Digital Coast Needs Assessment Survey
This survey was conducted by the American Planning Association under the auspices of the APA Hazards Planning Research Center for the National Oceanic and Atmospheric Administration (NOAA) Coastal Services Center and the Digital Coast Partnership.
APA acknowledges the NOAA Coastal Services Center and the Digital Coast Partnership for providing the funding for this survey. Without NOAA's support, particularly project contacts Melissa Ladd, Miki Schmidt, Susan Fox, and Zac Hart, this effort would not have been possible. The needs assessment survey was conducted by the following APA staff: Jim Schwab, AICP, Hazards Planning Research Center Manager, and Joe MacDonald, AICP, Senior Research Associate, with the support of Ann Dillemuth, AICP, Research Associate.

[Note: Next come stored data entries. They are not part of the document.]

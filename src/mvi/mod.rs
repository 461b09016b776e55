//! Model-View-Intent (MVI) architecture primitives.
//!
//! This module provides the base traits and the observable channel used to
//! implement unidirectional data flow between a view and its view-model.
//!
//! # Architecture
//!
//! ```text
//! Intent ──→ Reducer ──→ State ──→ StateChannel ──→ observers (View)
//!    ↑                                                  │
//!    └──────────────────────────────────────────────────┘
//! ```
//!
//! - **State**: Immutable snapshot, replaced wholesale on every change
//! - **Intent**: User actions forwarded by the view
//! - **Reducer**: Pure function that transforms state based on intents
//! - **StateChannel**: Holds the latest snapshot and notifies observers

mod channel;
mod intent;
mod reducer;
mod state;
mod store;

pub use channel::{ChannelError, StateChannel, SubscribeMode, Subscription, SubscriptionId};
pub use intent::Intent;
pub use reducer::Reducer;
pub use state::UiState;
pub use store::Store;
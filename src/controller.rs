//! View-model for the person form.
//!
//! The controller is built explicitly by the composition root and handed to
//! the view. The view calls the intent methods and renders whatever the
//! channel publishes; it never touches state directly.

use crate::form::{FormIntent, FormReducer, FormState};
use crate::model::Person;
use crate::mvi::{StateChannel, Store, SubscribeMode, Subscription, SubscriptionId};

/// Intent handlers plus a read-only view of the published form state.
///
/// Clones share the same state and observers.
#[derive(Clone, Debug)]
pub struct FormController {
    store: Store<FormReducer>,
}

impl Default for FormController {
    fn default() -> Self {
        Self::new(SubscribeMode::default())
    }
}

impl FormController {
    /// Create a controller holding the empty form.
    pub fn new(mode: SubscribeMode) -> Self {
        Self {
            store: Store::new(mode),
        }
    }

    pub fn set_first_name(&self, text: impl Into<String>) {
        self.dispatch(FormIntent::SetFirstName(text.into()));
    }

    pub fn set_last_name(&self, text: impl Into<String>) {
        self.dispatch(FormIntent::SetLastName(text.into()));
    }

    /// Store the raw age text; `age` becomes `None` when it does not parse.
    pub fn set_age(&self, text: impl Into<String>) {
        self.dispatch(FormIntent::SetAge(text.into()));
    }

    /// Validate the current fields.
    ///
    /// Returns the new person on success. On failure returns `None` and the
    /// published state carries the error message; the previous result is kept.
    pub fn submit(&self) -> Option<Person> {
        self.dispatch(FormIntent::Submit)
    }

    /// Replace the state with the empty form.
    pub fn reset(&self) {
        self.dispatch(FormIntent::Reset);
    }

    /// Apply any intent and publish the resulting state.
    ///
    /// An intent dispatched from inside an observer callback is dropped with
    /// a warning; the state is left unchanged and `None` is returned.
    pub fn dispatch(&self, intent: FormIntent) -> Option<Person> {
        match self.store.dispatch(intent) {
            Ok(outcome) => outcome,
            Err(err) => {
                tracing::warn!(error = %err, "Intent dropped");
                None
            }
        }
    }

    /// Latest published snapshot.
    pub fn current(&self) -> FormState {
        self.store.channel().current()
    }

    pub fn subscribe<F>(&self, observer: F) -> Subscription<FormState>
    where
        F: Fn(&FormState) + Send + Sync + 'static,
    {
        self.store.channel().subscribe(observer)
    }

    pub fn unsubscribe(&self, id: SubscriptionId) -> bool {
        self.store.channel().unsubscribe(id)
    }

    pub fn channel(&self) -> &StateChannel<FormState> {
        self.store.channel()
    }
}
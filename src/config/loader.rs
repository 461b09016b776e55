use std::fs;
use std::path::{Path, PathBuf};

use thiserror::Error;
use tracing_subscriber::EnvFilter;

use crate::config::types::Config;

/// Errors that can occur when loading configuration.
#[derive(Debug, Error)]
pub enum ConfigError {
    #[error("Failed to read config file '{path}': {source}")]
    ReadError {
        path: PathBuf,
        #[source]
        source: std::io::Error,
    },

    #[error("Failed to parse config file '{path}': {source}")]
    ParseError {
        path: PathBuf,
        #[source]
        source: toml::de::Error,
    },

    #[error("Config validation failed: {message}")]
    ValidationError { message: String },
}

impl Config {
    /// Returns the path to the configuration file.
    ///
    /// Uses `~/.config/persona-form/config.toml` on Unix, or the platform
    /// equivalent via `dirs::config_dir()`. Falls back to the current
    /// directory if config_dir is unavailable.
    pub fn config_path() -> PathBuf {
        let config_dir = dirs::config_dir().unwrap_or_else(|| PathBuf::from("."));
        config_dir.join("persona-form").join("config.toml")
    }

    /// Loads configuration from the default config file.
    ///
    /// A missing file yields `Config::default()`.
    pub fn load() -> Result<Self, ConfigError> {
        Self::load_or_default(&Self::config_path())
    }

    /// Loads `path` if it exists, otherwise returns `Config::default()`.
    pub fn load_or_default(path: &Path) -> Result<Self, ConfigError> {
        if !path.exists() {
            tracing::debug!(path = %path.display(), "No config file, using defaults");
            return Ok(Config::default());
        }

        Self::load_from(path)
    }

    /// Loads configuration from an explicit path. The file must exist.
    pub fn load_from(path: &Path) -> Result<Self, ConfigError> {
        let content = fs::read_to_string(path).map_err(|e| ConfigError::ReadError {
            path: path.to_path_buf(),
            source: e,
        })?;

        let config = Self::parse(&content).map_err(|e| match e {
            ConfigError::ParseError { source, .. } => ConfigError::ParseError {
                path: path.to_path_buf(),
                source,
            },
            other => other,
        })?;

        tracing::debug!(path = %path.display(), "Config loaded");
        Ok(config)
    }

    /// Parses and validates TOML text.
    pub fn parse(content: &str) -> Result<Self, ConfigError> {
        let config: Config = toml::from_str(content).map_err(|e| ConfigError::ParseError {
            path: PathBuf::new(),
            source: e,
        })?;

        config.validate()?;
        Ok(config)
    }

    /// Validates the configuration.
    ///
    /// Checks:
    /// - The log filter is a valid `EnvFilter` directive
    pub fn validate(&self) -> Result<(), ConfigError> {
        if let Err(err) = EnvFilter::try_new(&self.logging.filter) {
            return Err(ConfigError::ValidationError {
                message: format!("Invalid log filter '{}': {}", self.logging.filter, err),
            });
        }

        Ok(())
    }
}
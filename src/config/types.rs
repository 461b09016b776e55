use std::path::PathBuf;

use serde::{Deserialize, Serialize};

use crate::mvi::SubscribeMode;

/// Root configuration container.
#[derive(Debug, Clone, PartialEq, Default, Serialize, Deserialize)]
pub struct Config {
    #[serde(default)]
    pub channel: ChannelConfig,
    #[serde(default)]
    pub logging: LoggingConfig,
}

/// State channel settings.
#[derive(Debug, Clone, PartialEq, Default, Serialize, Deserialize)]
pub struct ChannelConfig {
    /// Deliver the current snapshot to new subscribers immediately.
    #[serde(default)]
    pub replay_latest: bool,
}

impl ChannelConfig {
    pub fn subscribe_mode(&self) -> SubscribeMode {
        if self.replay_latest {
            SubscribeMode::ReplayLatest
        } else {
            SubscribeMode::NextPublish
        }
    }
}

/// Log output settings. Logging stays off unless a file is configured.
#[derive(Debug, Clone, PartialEq, Serialize, Deserialize)]
pub struct LoggingConfig {
    /// `EnvFilter` directive used when `RUST_LOG` is unset (default: "info").
    #[serde(default = "default_log_filter")]
    pub filter: String,
    /// Base path of the log file.
    #[serde(default)]
    pub file: Option<PathBuf>,
}

fn default_log_filter() -> String {
    "info".to_string()
}

impl Default for LoggingConfig {
    fn default() -> Self {
        Self {
            filter: default_log_filter(),
            file: None,
        }
    }
}
use crossterm::event::{KeyCode, KeyEvent, KeyEventKind, KeyModifiers};

use crate::ui::app::App;

pub fn handle_key(app: &mut App, key: KeyEvent) {
    if key.kind != KeyEventKind::Press {
        return;
    }

    if is_ctrl_char(key, 'q') || key.code == KeyCode::Esc {
        app.request_quit();
        return;
    }
    if is_ctrl_char(key, 's') {
        app.submit();
        return;
    }
    if is_ctrl_char(key, 'r') {
        app.reset();
        return;
    }

    match key.code {
        KeyCode::Tab | KeyCode::Down => app.focus_next(),
        KeyCode::BackTab | KeyCode::Up => app.focus_prev(),
        KeyCode::Enter => {
            app.activate();
        }
        KeyCode::Backspace => app.delete_char(),
        KeyCode::Char(ch) if !key.modifiers.contains(KeyModifiers::CONTROL) => {
            app.insert_char(ch)
        }
        _ => {}
    }
}

pub fn handle_paste(app: &mut App, text: &str) {
    app.insert_str(text);
}

fn is_ctrl_char(key: KeyEvent, ch: char) -> bool {
    key.modifiers.contains(KeyModifiers::CONTROL)
        && matches!(key.code, KeyCode::Char(c) if c.eq_ignore_ascii_case(&ch))
}
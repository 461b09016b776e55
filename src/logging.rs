use std::ffi::OsStr;
use std::path::{Path, PathBuf};

use tracing_subscriber::EnvFilter;
use tracing_subscriber::{fmt, layer::SubscriberExt, util::SubscriberInitExt};

use crate::config::LoggingConfig;

/// Environment variable naming the log file base path.
pub const LOG_PATH_ENV: &str = "PERSONA_FORM_LOG";

/// Initialize tracing with file output.
///
/// Logging is disabled unless a path is given, because the form view owns
/// the terminal. Path precedence: `cli_path`, then `PERSONA_FORM_LOG`, then
/// `logging.file` from config. Filter precedence: `RUST_LOG`, then
/// `logging.filter`.
///
/// Returns the file actually written, if any.
pub fn init_tracing(config: &LoggingConfig, cli_path: Option<&Path>) -> Option<PathBuf> {
    let env_path = std::env::var_os(LOG_PATH_ENV);
    let base = resolve_log_path(cli_path, env_path.as_deref(), config)?;

    let unique_path = unique_log_path(&base);

    let env_filter = std::env::var(EnvFilter::DEFAULT_ENV).ok();
    let filter = EnvFilter::try_new(resolve_log_filter(env_filter.as_deref(), config))
        .unwrap_or_else(|_| EnvFilter::new("info"));

    let Ok(file) = std::fs::File::create(&unique_path) else {
        eprintln!("Warning: Failed to create log file: {}", unique_path.display());
        return None;
    };

    let file_layer = fmt::layer()
        .with_writer(file)
        .with_ansi(false)
        .with_target(true)
        .with_level(true)
        .with_timer(fmt::time::UtcTime::rfc_3339());

    if tracing_subscriber::registry()
        .with(filter)
        .with(file_layer)
        .try_init()
        .is_err()
    {
        return None;
    }

    Some(unique_path)
}

/// Log file base path: `cli`, then the env value, then `logging.file`.
pub fn resolve_log_path(
    cli: Option<&Path>,
    env: Option<&OsStr>,
    config: &LoggingConfig,
) -> Option<PathBuf> {
    cli.map(Path::to_path_buf)
        .or_else(|| env.filter(|v| !v.is_empty()).map(PathBuf::from))
        .or_else(|| config.file.clone())
}

/// Filter directive: `RUST_LOG` when set and non-empty, else `logging.filter`.
pub fn resolve_log_filter<'a>(env: Option<&'a str>, config: &'a LoggingConfig) -> &'a str {
    match env {
        Some(directive) if !directive.trim().is_empty() => directive,
        _ => &config.filter,
    }
}

/// `{base}.{timestamp}.{pid}` so concurrent instances never share a file.
fn unique_log_path(base: &Path) -> PathBuf {
    let pid = std::process::id();
    let timestamp = std::time::SystemTime::now()
        .duration_since(std::time::UNIX_EPOCH)
        .map(|d| d.as_secs())
        .unwrap_or(0);
    let mut name = base.as_os_str().to_os_string();
    name.push(format!(".{}.{}", timestamp, pid));
    PathBuf::from(name)
}
use std::io::{self, Stdout};
use std::sync::atomic::{AtomicBool, Ordering};
use std::sync::Arc;

use crossterm::cursor::Show;
use crossterm::event::{DisableBracketedPaste, EnableBracketedPaste};
use crossterm::terminal::{
    disable_raw_mode, enable_raw_mode, EnterAlternateScreen, LeaveAlternateScreen,
};
use crossterm::ExecutableCommand;
use ratatui::backend::CrosstermBackend;
use ratatui::Terminal;

/// Restores the terminal when dropped, and from the panic hook if the
/// process panics first. Restoration runs at most once.
pub struct TerminalGuard {
    restored: Arc<AtomicBool>,
}

impl TerminalGuard {
    fn install() -> Self {
        let restored = Arc::new(AtomicBool::new(false));
        let hook_flag = Arc::clone(&restored);
        let default_hook = std::panic::take_hook();
        std::panic::set_hook(Box::new(move |info| {
            restore_once(&hook_flag);
            default_hook(info);
        }));
        Self { restored }
    }
}

impl Drop for TerminalGuard {
    fn drop(&mut self) {
        restore_once(&self.restored);
    }
}

fn restore_once(restored: &AtomicBool) {
    if restored.swap(true, Ordering::SeqCst) {
        return;
    }
    let _ = disable_raw_mode();
    let mut stdout = io::stdout();
    let _ = stdout.execute(DisableBracketedPaste);
    let _ = stdout.execute(LeaveAlternateScreen);
    let _ = stdout.execute(Show);
}

pub fn setup_terminal() -> io::Result<(Terminal<CrosstermBackend<Stdout>>, TerminalGuard)> {
    enable_raw_mode()?;
    let guard = TerminalGuard::install();

    let mut stdout = io::stdout();
    stdout.execute(EnterAlternateScreen)?;
    stdout.execute(EnableBracketedPaste)?;

    let mut terminal = Terminal::new(CrosstermBackend::new(stdout))?;
    terminal.clear()?;

    Ok((terminal, guard))
}
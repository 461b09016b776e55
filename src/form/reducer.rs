//! Reducer for the person form.

use crate::model::Person;
use crate::mvi::Reducer;

use super::intent::FormIntent;
use super::state::FormState;

/// Pure state transitions for the form.
///
/// Field edits clear any pending error. `Submit` yields the created person
/// as its outcome; every other intent yields `None`.
pub struct FormReducer;

impl Reducer for FormReducer {
    type State = FormState;
    type Intent = FormIntent;
    type Outcome = Option<Person>;

    fn reduce(state: Self::State, intent: Self::Intent) -> (Self::State, Self::Outcome) {
        match intent {
            FormIntent::SetFirstName(first_name) => (
                FormState {
                    first_name,
                    error_message: None,
                    ..state
                },
                None,
            ),
            FormIntent::SetLastName(last_name) => (
                FormState {
                    last_name,
                    error_message: None,
                    ..state
                },
                None,
            ),
            FormIntent::SetAge(age_text) => {
                let age = parse_age(&age_text);
                (
                    FormState {
                        age_text,
                        age,
                        error_message: None,
                        ..state
                    },
                    None,
                )
            }
            FormIntent::Submit => submit(state),
            FormIntent::Reset => (FormState::default(), None),
        }
    }
}

fn submit(state: FormState) -> (FormState, Option<Person>) {
    let person = state.candidate();
    match person.validate() {
        Ok(()) => {
            tracing::info!(person = %person, "Person created");
            (
                FormState {
                    result: Some(person.clone()),
                    error_message: None,
                    ..state
                },
                Some(person),
            )
        }
        Err(err) => {
            tracing::debug!(
                blank_first_name = err.blank_first_name,
                blank_last_name = err.blank_last_name,
                non_positive_age = err.non_positive_age,
                "Submission rejected"
            );
            (
                FormState {
                    error_message: Some(err.to_string()),
                    ..state
                },
                None,
            )
        }
    }
}

/// Base-10 `i32` with an optional leading sign; anything else is `None`.
fn parse_age(text: &str) -> Option<i32> {
    text.parse().ok()
}
//! Base trait for observable state in the MVI architecture.

/// Marker trait for state snapshots.
///
/// Snapshots are replaced wholesale, never mutated in place:
/// - `Clone` so a reducer can derive the next snapshot from a copy
/// - `PartialEq` so observers and tests can compare snapshots
/// - `Default` is the initial state of a freshly built channel
/// - `Send + Sync` so snapshots can be shared with observers on any thread
pub trait UiState: Clone + PartialEq + Default + Send + Sync + 'static {}
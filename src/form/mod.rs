//! Person form feature module.
//!
//! # Architecture
//!
//! Uses MVI (Model-View-Intent) pattern:
//! - `state.rs` - Form snapshot (fields, parsed age, result, error)
//! - `intent.rs` - User actions (field edits, submit, reset)
//! - `reducer.rs` - State transitions (pure, no side effects)

mod intent;
mod reducer;
mod state;

pub use intent::FormIntent;
pub use reducer::FormReducer;
pub use state::FormState;
use std::path::PathBuf;

use anyhow::Context;
use clap::Parser;

use persona_form::config::Config;
use persona_form::logging::init_tracing;
use persona_form::ui;
use persona_form::FormController;

#[derive(Parser, Debug)]
#[command(name = "persona-form", version, about = "Create a person record from a terminal form")]
struct Cli {
    /// Path to config file (default: ~/.config/persona-form/config.toml)
    #[arg(long, value_name = "PATH")]
    config: Option<PathBuf>,

    /// Write logs to this file (a timestamp and pid suffix is added)
    #[arg(long, value_name = "PATH")]
    log_file: Option<PathBuf>,

    /// Deliver the current state to new subscribers immediately
    #[arg(long)]
    replay_latest: bool,
}

fn main() {
    let cli = Cli::parse();
    if let Err(err) = run(cli) {
        eprintln!("Error: {err:#}");
        std::process::exit(1);
    }
}

fn run(cli: Cli) -> anyhow::Result<()> {
    let mut config = match &cli.config {
        Some(path) => Config::load_from(path)?,
        None => Config::load()?,
    };
    if cli.replay_latest {
        config.channel.replay_latest = true;
    }

    if let Some(path) = init_tracing(&config.logging, cli.log_file.as_deref()) {
        tracing::info!(log_file = %path.display(), "Logging initialized");
    }

    let controller = FormController::new(config.channel.subscribe_mode());
    ui::run(controller).context("Terminal UI failed")?;
    Ok(())
}

#[cfg(test)]
mod tests {
    use super::Cli;
    use clap::Parser;

    #[test]
    fn defaults_without_flags() {
        let cli = Cli::try_parse_from(["persona-form"]).unwrap();
        assert!(cli.config.is_none());
        assert!(cli.log_file.is_none());
        assert!(!cli.replay_latest);
    }

    #[test]
    fn parses_all_flags() {
        let cli = Cli::try_parse_from([
            "persona-form",
            "--config",
            "/tmp/c.toml",
            "--log-file",
            "/tmp/f.log",
            "--replay-latest",
        ])
        .unwrap();
        assert_eq!(cli.config.unwrap().to_str(), Some("/tmp/c.toml"));
        assert_eq!(cli.log_file.unwrap().to_str(), Some("/tmp/f.log"));
        assert!(cli.replay_latest);
    }
}
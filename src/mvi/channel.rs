//! Observable state channel.
//!
//! Holds the single current snapshot and fans every published snapshot out
//! to the registered observers, synchronously and in subscription order.

use std::cell::Cell;
use std::fmt;
use std::sync::atomic::{AtomicU64, Ordering};
use std::sync::{Arc, Weak};

use parking_lot::{Mutex, ReentrantMutex, RwLock};
use thiserror::Error;

use super::state::UiState;

/// When a new observer receives its first snapshot.
#[derive(Debug, Clone, Copy, PartialEq, Eq, Default)]
pub enum SubscribeMode {
    /// First delivery is the next publish after subscribing.
    #[default]
    NextPublish,
    /// The current snapshot is delivered once, immediately, on subscribe.
    ReplayLatest,
}

/// Errors raised by misuse of a [`StateChannel`].
#[derive(Debug, Clone, PartialEq, Eq, Error)]
pub enum ChannelError {
    /// An observer tried to publish while it was being notified.
    #[error("Cannot publish from inside an observer callback")]
    ReentrantPublish,
}

/// Identifies one registered observer.
#[derive(Debug, Clone, Copy, PartialEq, Eq, Hash, PartialOrd, Ord)]
pub struct SubscriptionId(u64);

type Observer<S> = Arc<dyn Fn(&S) + Send + Sync>;

struct Inner<S> {
    current: RwLock<S>,
    observers: Mutex<Vec<(SubscriptionId, Observer<S>)>>,
    /// Serializes publishers. The flag is set while observers run so a
    /// publish from the notifying thread can be told apart from a wait.
    publish_lock: ReentrantMutex<Cell<bool>>,
    next_id: AtomicU64,
    mode: SubscribeMode,
}

impl<S> Inner<S> {
    fn remove(&self, id: SubscriptionId) -> bool {
        let mut observers = self.observers.lock();
        let before = observers.len();
        observers.retain(|(existing, _)| *existing != id);
        let removed = observers.len() != before;
        if removed {
            tracing::debug!(
                subscription = id.0,
                observers = observers.len(),
                "Observer removed"
            );
        }
        removed
    }
}

/// Shared handle to the current snapshot and its observers.
///
/// Cloning the handle is cheap; all clones see the same state.
pub struct StateChannel<S: UiState> {
    inner: Arc<Inner<S>>,
}

impl<S: UiState> Clone for StateChannel<S> {
    fn clone(&self) -> Self {
        Self {
            inner: Arc::clone(&self.inner),
        }
    }
}

impl<S: UiState> Default for StateChannel<S> {
    fn default() -> Self {
        Self::new(SubscribeMode::default())
    }
}

impl<S: UiState + fmt::Debug> fmt::Debug for StateChannel<S> {
    fn fmt(&self, f: &mut fmt::Formatter<'_>) -> fmt::Result {
        f.debug_struct("StateChannel")
            .field("current", &*self.inner.current.read())
            .field("observers", &self.observer_count())
            .field("mode", &self.inner.mode)
            .finish()
    }
}

impl<S: UiState> StateChannel<S> {
    /// Create a channel holding `S::default()`.
    pub fn new(mode: SubscribeMode) -> Self {
        Self::with_state(S::default(), mode)
    }

    /// Create a channel holding `initial`.
    pub fn with_state(initial: S, mode: SubscribeMode) -> Self {
        Self {
            inner: Arc::new(Inner {
                current: RwLock::new(initial),
                observers: Mutex::new(Vec::new()),
                publish_lock: ReentrantMutex::new(Cell::new(false)),
                next_id: AtomicU64::new(1),
                mode,
            }),
        }
    }

    pub fn mode(&self) -> SubscribeMode {
        self.inner.mode
    }

    /// Latest published snapshot.
    pub fn current(&self) -> S {
        self.inner.current.read().clone()
    }

    pub fn observer_count(&self) -> usize {
        self.inner.observers.lock().len()
    }

    /// Register `observer` for every future publish.
    ///
    /// With [`SubscribeMode::ReplayLatest`] the observer is also called once
    /// with the current snapshot before this returns. Registration and replay
    /// happen under the publish lock, so no concurrent publish is missed or
    /// delivered twice.
    pub fn subscribe<F>(&self, observer: F) -> Subscription<S>
    where
        F: Fn(&S) + Send + Sync + 'static,
    {
        let publishing = self.inner.publish_lock.lock();
        let id = SubscriptionId(self.inner.next_id.fetch_add(1, Ordering::Relaxed));
        let observer: Observer<S> = Arc::new(observer);

        let count = {
            let mut observers = self.inner.observers.lock();
            observers.push((id, Arc::clone(&observer)));
            observers.len()
        };
        tracing::debug!(subscription = id.0, observers = count, "Observer registered");

        if self.inner.mode == SubscribeMode::ReplayLatest {
            let snapshot = self.current();
            let _notifying = NotifyingFlag::set(&publishing);
            observer(&snapshot);
        }

        Subscription {
            id,
            channel: Arc::downgrade(&self.inner),
        }
    }

    /// Stop delivering to `id`. Returns false if it was not registered.
    pub fn unsubscribe(&self, id: SubscriptionId) -> bool {
        self.inner.remove(id)
    }

    /// Replace the current snapshot and notify every observer.
    pub fn publish(&self, next: S) -> Result<(), ChannelError> {
        self.update(|_| (next, ()))
    }

    /// Atomically derive the next snapshot from the current one and publish it.
    ///
    /// `f` receives the current snapshot and returns the next snapshot plus a
    /// value handed back to the caller. No other publish can interleave
    /// between the read and the notification of every observer.
    ///
    /// # Errors
    /// Returns [`ChannelError::ReentrantPublish`] when called from inside an
    /// observer callback on the notifying thread. State is unchanged.
    pub fn update<O, F>(&self, f: F) -> Result<O, ChannelError>
    where
        F: FnOnce(&S) -> (S, O),
    {
        let publishing = self.inner.publish_lock.lock();
        if publishing.get() {
            tracing::warn!("Rejected publish from inside an observer callback");
            return Err(ChannelError::ReentrantPublish);
        }

        let snapshot = self.current();
        let (next, outcome) = f(&snapshot);
        *self.inner.current.write() = next.clone();

        // Observers may subscribe or unsubscribe while being notified, so
        // the list lock is released before any of them runs.
        let observers: Vec<Observer<S>> = self
            .inner
            .observers
            .lock()
            .iter()
            .map(|(_, observer)| Arc::clone(observer))
            .collect();

        let _notifying = NotifyingFlag::set(&publishing);
        for observer in &observers {
            observer(&next);
        }

        Ok(outcome)
    }
}

/// Marks the notifying section and restores the previous flag on drop,
/// even if an observer panics. Nested sections (a replay triggered from
/// inside a notification) keep the outer section marked.
struct NotifyingFlag<'a> {
    flag: &'a Cell<bool>,
    previous: bool,
}

impl<'a> NotifyingFlag<'a> {
    fn set(flag: &'a Cell<bool>) -> Self {
        let previous = flag.replace(true);
        Self { flag, previous }
    }
}

impl Drop for NotifyingFlag<'_> {
    fn drop(&mut self) {
        self.flag.set(self.previous);
    }
}

/// Handle returned by [`StateChannel::subscribe`].
///
/// Dropping the handle keeps the observer registered; call
/// [`Subscription::cancel`] or [`StateChannel::unsubscribe`] to stop it.
pub struct Subscription<S> {
    id: SubscriptionId,
    channel: Weak<Inner<S>>,
}

impl<S> Subscription<S> {
    pub fn id(&self) -> SubscriptionId {
        self.id
    }

    /// Unregister the observer. Returns false if the channel is gone or the
    /// observer was already removed.
    pub fn cancel(self) -> bool {
        match self.channel.upgrade() {
            Some(inner) => inner.remove(self.id),
            None => false,
        }
    }
}

impl<S> fmt::Debug for Subscription<S> {
    fn fmt(&self, f: &mut fmt::Formatter<'_>) -> fmt::Result {
        f.debug_struct("Subscription").field("id", &self.id).finish()
    }
}
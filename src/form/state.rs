//! Snapshot of the person form.

use crate::model::Person;
use crate::mvi::UiState;

/// Everything the view needs to render the form.
///
/// Replaced wholesale on every intent; the default value is the empty form.
#[derive(Debug, Clone, PartialEq, Eq, Default)]
pub struct FormState {
    pub first_name: String,
    pub last_name: String,
    /// Raw age text exactly as typed.
    pub age_text: String,
    /// `age_text` parsed as a base-10 integer, `None` if it does not parse.
    pub age: Option<i32>,
    /// Last successfully created person.
    pub result: Option<Person>,
    pub error_message: Option<String>,
}

impl UiState for FormState {}

impl FormState {
    pub fn has_error(&self) -> bool {
        self.error_message.is_some()
    }

    /// Person the current fields would produce on submit.
    ///
    /// An unparsed age counts as 0, which never passes validation.
    pub fn candidate(&self) -> Person {
        Person::new(
            self.first_name.clone(),
            self.last_name.clone(),
            self.age.unwrap_or(0),
        )
    }
}
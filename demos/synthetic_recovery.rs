//! Synthetic Recovery Example
//!
//! Generates clustered regression data, runs the relaxation with the Clarabel
//! projector, rounds it and compares the recovered support with the truth.
//!
//! Run with `RUST_LOG=info` to see optimizer progress.

use std::time::Instant;

use l0cluster::prelude::*;

fn main() -> Result<()> {
    env_logger::init();

    println!("=== Clustered L0 Feature Selection ===\n");

    let config = SyntheticConfig {
        n: 500,
        d: 200,
        k: 20,
        h: 4,
        theta: 1.0,
        gamma: 2.5,
        seed: Some(2024),
    };
    let start = Instant::now();
    let data = generate(&config)?;
    println!(
        "Generated data: n = {}, d = {}, k = {}, h = {} ({:.2?})",
        config.n,
        config.d,
        config.k,
        config.h,
        start.elapsed()
    );

    let problem = Problem::from_features(data.x.clone(), data.y.clone(), data.laplacian.clone(), config.h)
        .pho(0.1)
        .mu(0.8)
        .build()?;

    let start = Instant::now();
    let selection = FeatureSelector::new(&problem)
        .budget(config.k)
        .pqn(PqnSettings {
            max_iter: 50,
            ..PqnSettings::default()
        })
        .rounding(RoundingSettings {
            trials: 500,
            seed: Some(7),
        })
        .run()?;
    let elapsed = start.elapsed();

    println!("\n--- Relaxation ---");
    println!("  Objective: {:.6}", selection.relaxed_value);
    println!("  Iterations: {} ({:?})", selection.pqn.iterations, selection.pqn.status);

    println!("\n--- Rounding ---");
    println!("  Best objective: {:.6}", selection.value);

    let accuracy = recovery_accuracy(&data.selected_true, &selection.assignment.selected, config.k);
    println!("\n--- Recovery ---");
    println!("  Execution time: {elapsed:.2?}");
    println!("  Accuracy: {accuracy:.3}");
    println!("  Selected (predicted): {:?}", selection.assignment.selected);
    println!("  Selected (true):      {:?}", data.selected_true);
    println!("  Clusters (predicted): {:?}", selection.assignment.clusters);
    println!("  Clusters (true):      {:?}", data.clusters_true);

    Ok(())
}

Planners are well suited to understand the value of partnership and collaboration. APA's participation in Digital Coast is a noteworthy example of a partnership whose whole is greater than the sum of its parts, with both the federal government, through NOAA's Coastal Services Center, and the partner organizations all gaining more from their common efforts than they can achieve separately. It was with this in mind that APA undertook the Digital Coast needs assessment survey in its first year of participation in Digital Coast, launching the survey online in November and closing in December 2010.
The aim of this web-based report is to allow users to move easily through the various sections of the survey results, including regional responses to six questions, and to focus on the information they find most relevant and useful. There is a great deal of information in these web pages. We wanted to make it visually appealing and understandable.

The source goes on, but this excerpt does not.